Metadata-Version: 2.1
Name: mhclovac
Version: 2.0.0
Summary: MHC binding prediction based on modeled physicochemical properties of peptides
Home-page: https://github.com/stefs304/mhclovac
Author: Stefan Stojanovic
Author-email: stefs304@gmail.com
License: UNKNOWN
Platform: UNKNOWN
Classifier: Programming Language :: Python :: 3.6
Classifier: Programming Language :: Python :: 3.5
Classifier: Programming Language :: Python :: 3
Classifier: Programming Language :: Python :: 2.7
Classifier: Programming Language :: Python :: 2
Classifier: License :: OSI Approved :: MIT License
Classifier: Intended Audience :: Science/Research
Classifier: Intended Audience :: Healthcare Industry
Classifier: Topic :: Scientific/Engineering :: Bio-Informatics
Classifier: Topic :: Scientific/Engineering :: Chemistry
Description-Content-Type: text/markdown
Requires-Dist: sklearn
Requires-Dist: numpy
Requires-Dist: pandas
Requires-Dist: python-dateutil
Requires-Dist: proteinko

# MHCLovac
MHC binding prediction based on modeled physicochemical properties of peptides.

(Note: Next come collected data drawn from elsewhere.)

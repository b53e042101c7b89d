//! Core image processing functionality

use std::path::Path;
use tracing::debug;

use crate::config::ProcessingConfig;
use crate::error::{ErrorContext, Result, ResizerError};

pub mod codec;
pub mod formats;
pub mod policy;
pub mod resize;
pub mod validation;

pub use codec::*;
pub use policy::*;
pub use resize::FilterType;
pub use validation::*;

/// What happened to a file that was processed without error
#[derive(Debug, Clone, PartialEq, Eq)]
pub enum FileOutcome {
    /// Every frame was resized and the result written
    Resized {
        from: ImageDimensions,
        to: ImageDimensions,
        frames: usize,
    },
    /// Dimensions-only mode: nothing written
    DimensionsReported(ImageDimensions),
    /// Policy vetoed the resize: nothing written
    Skipped(SkipReason),
}

/// Runs one file through open, coalesce, policy, resize and write
pub struct ProcessingEngine<C = ImageCrateCodec> {
    codec: C,
    limits: DimensionLimits,
}

impl ProcessingEngine {
    /// Create a new processing engine with the default codec
    pub fn new() -> Self {
        Self::with_codec(ImageCrateCodec::default())
    }

    pub fn from_config(config: &ProcessingConfig) -> Self {
        Self::with_codec(ImageCrateCodec::from_config(config)).with_limits(config.limits())
    }
}

impl Default for ProcessingEngine {
    fn default() -> Self {
        Self::new()
    }
}

impl<C: ImageCodec> ProcessingEngine<C> {
    pub fn with_codec(codec: C) -> Self {
        Self {
            codec,
            limits: DimensionLimits::default(),
        }
    }

    /// Bound the size of every resize target
    pub fn with_limits(mut self, limits: DimensionLimits) -> Self {
        self.limits = limits;
        self
    }

    pub fn codec(&self) -> &C {
        &self.codec
    }

    /// Process a single file.
    ///
    /// The first frame whose verdict is a report or a skip ends processing
    /// without writing, so the file stays byte-identical.
    pub fn process_file(
        &self,
        input_path: &Path,
        output_path: &Path,
        policy: &DimensionPolicy,
    ) -> Result<FileOutcome> {
        debug!("Processing file: {:?} -> {:?}", input_path, output_path);

        let mut collection = self.codec.open(input_path)?;
        self.codec.coalesce(&mut collection);

        let original = collection
            .frames()
            .first()
            .map(ImageFrame::dimensions)
            .ok_or_else(|| ResizerError::decode(input_path, "image contains no frames"))?;

        let mut resized_to = None;
        for frame in collection.frames_mut() {
            let native = frame.dimensions();
            validate_dimensions(native, input_path)?;

            match policy.decide(native) {
                PolicyDecision::ReportDimensions(dimensions) => {
                    return Ok(FileOutcome::DimensionsReported(dimensions));
                }
                PolicyDecision::Skip(reason) => {
                    debug!("Skipping {:?}: {}", input_path, reason);
                    return Ok(FileOutcome::Skipped(reason));
                }
                PolicyDecision::Resize(target) => {
                    validate_target(target, &self.limits, output_path)?;
                    self.codec.resize_frame(frame, target);
                    resized_to.get_or_insert(target);
                }
            }
        }

        ensure_writable(output_path)?;
        if let Some(parent) = output_path.parent().filter(|p| !p.as_os_str().is_empty()) {
            std::fs::create_dir_all(parent).encode_context(output_path)?;
        }
        self.codec.write(&collection, output_path)?;

        let to = resized_to.unwrap_or(original);
        debug!("Resized {:?}: {} -> {} ({} frames)", input_path, original, to, collection.len());

        Ok(FileOutcome::Resized {
            from: original,
            to,
            frames: collection.len(),
        })
    }
}
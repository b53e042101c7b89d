//! Input and destination checks

use std::path::Path;
use tracing::debug;

use crate::error::{Result, ResizerError};
use crate::processing::ImageDimensions;

/// Single-file inputs must exist before anything is opened
pub fn ensure_input_exists<P: AsRef<Path>>(path: P) -> Result<()> {
    let path = path.as_ref();
    if path.is_file() {
        Ok(())
    } else {
        Err(ResizerError::not_found(path))
    }
}

/// Fail when the destination exists and is marked read-only.
///
/// A missing destination passes; the write itself reports anything else.
pub fn ensure_writable<P: AsRef<Path>>(path: P) -> Result<()> {
    let path = path.as_ref();
    match std::fs::metadata(path) {
        Ok(metadata) if metadata.permissions().readonly() => Err(ResizerError::permission(
            path,
            "destination file is read-only",
        )),
        Ok(metadata) if metadata.is_dir() => Err(ResizerError::permission(
            path,
            "destination is a directory",
        )),
        Ok(_) => Ok(()),
        Err(e) => {
            debug!("Destination {:?} not inspected: {}", path, e);
            Ok(())
        }
    }
}

/// Upper bounds on the size of a resize target
#[derive(Debug, Clone, Copy, PartialEq, Eq)]
pub struct DimensionLimits {
    pub max_dimension: u32,
    pub max_pixels: u64,
}

impl DimensionLimits {
    pub fn new(max_dimension: u32, max_megapixels: u64) -> Self {
        Self {
            max_dimension,
            max_pixels: max_megapixels.saturating_mul(1_000_000),
        }
    }
}

impl Default for DimensionLimits {
    fn default() -> Self {
        Self::new(32768, 500)
    }
}

/// Refuse targets too large to allocate; checked before any frame is resized
pub fn validate_target(target: ImageDimensions, limits: &DimensionLimits, path: &Path) -> Result<()> {
    if target.width > limits.max_dimension || target.height > limits.max_dimension {
        return Err(ResizerError::encode(
            path,
            format!("target size {} exceeds the {} pixel side limit", target, limits.max_dimension),
        ));
    }

    let pixels = u64::from(target.width) * u64::from(target.height);
    if pixels > limits.max_pixels {
        return Err(ResizerError::encode(
            path,
            format!("target size {} exceeds the {} pixel area limit", target, limits.max_pixels),
        ));
    }

    Ok(())
}

/// Decoded frames must have a usable size
pub fn validate_dimensions(dimensions: ImageDimensions, path: &Path) -> Result<()> {
    if dimensions.width == 0 || dimensions.height == 0 {
        return Err(ResizerError::decode(
            path,
            format!("image has zero width or height ({})", dimensions),
        ));
    }
    Ok(())
}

*__New release - MHCLovac 2.0__*

*__MHCLovac 2.0 makes almost somewhat accurate predictions. 
It really is not precise.__*

* [About](#About)
* [Installation](#Installation)
* [Usage](#Usage)

<hr>

### About 

MHCLovac uses Bayesian linear regression for binding affinity prediction
based on modeled physicochemical properties of peptides.
MHCLovac uses pre-developed [**`proteinko`**](https://github.com/stefs304/proteinko) 
package to obtain modeled distributions of physicochemical properties. 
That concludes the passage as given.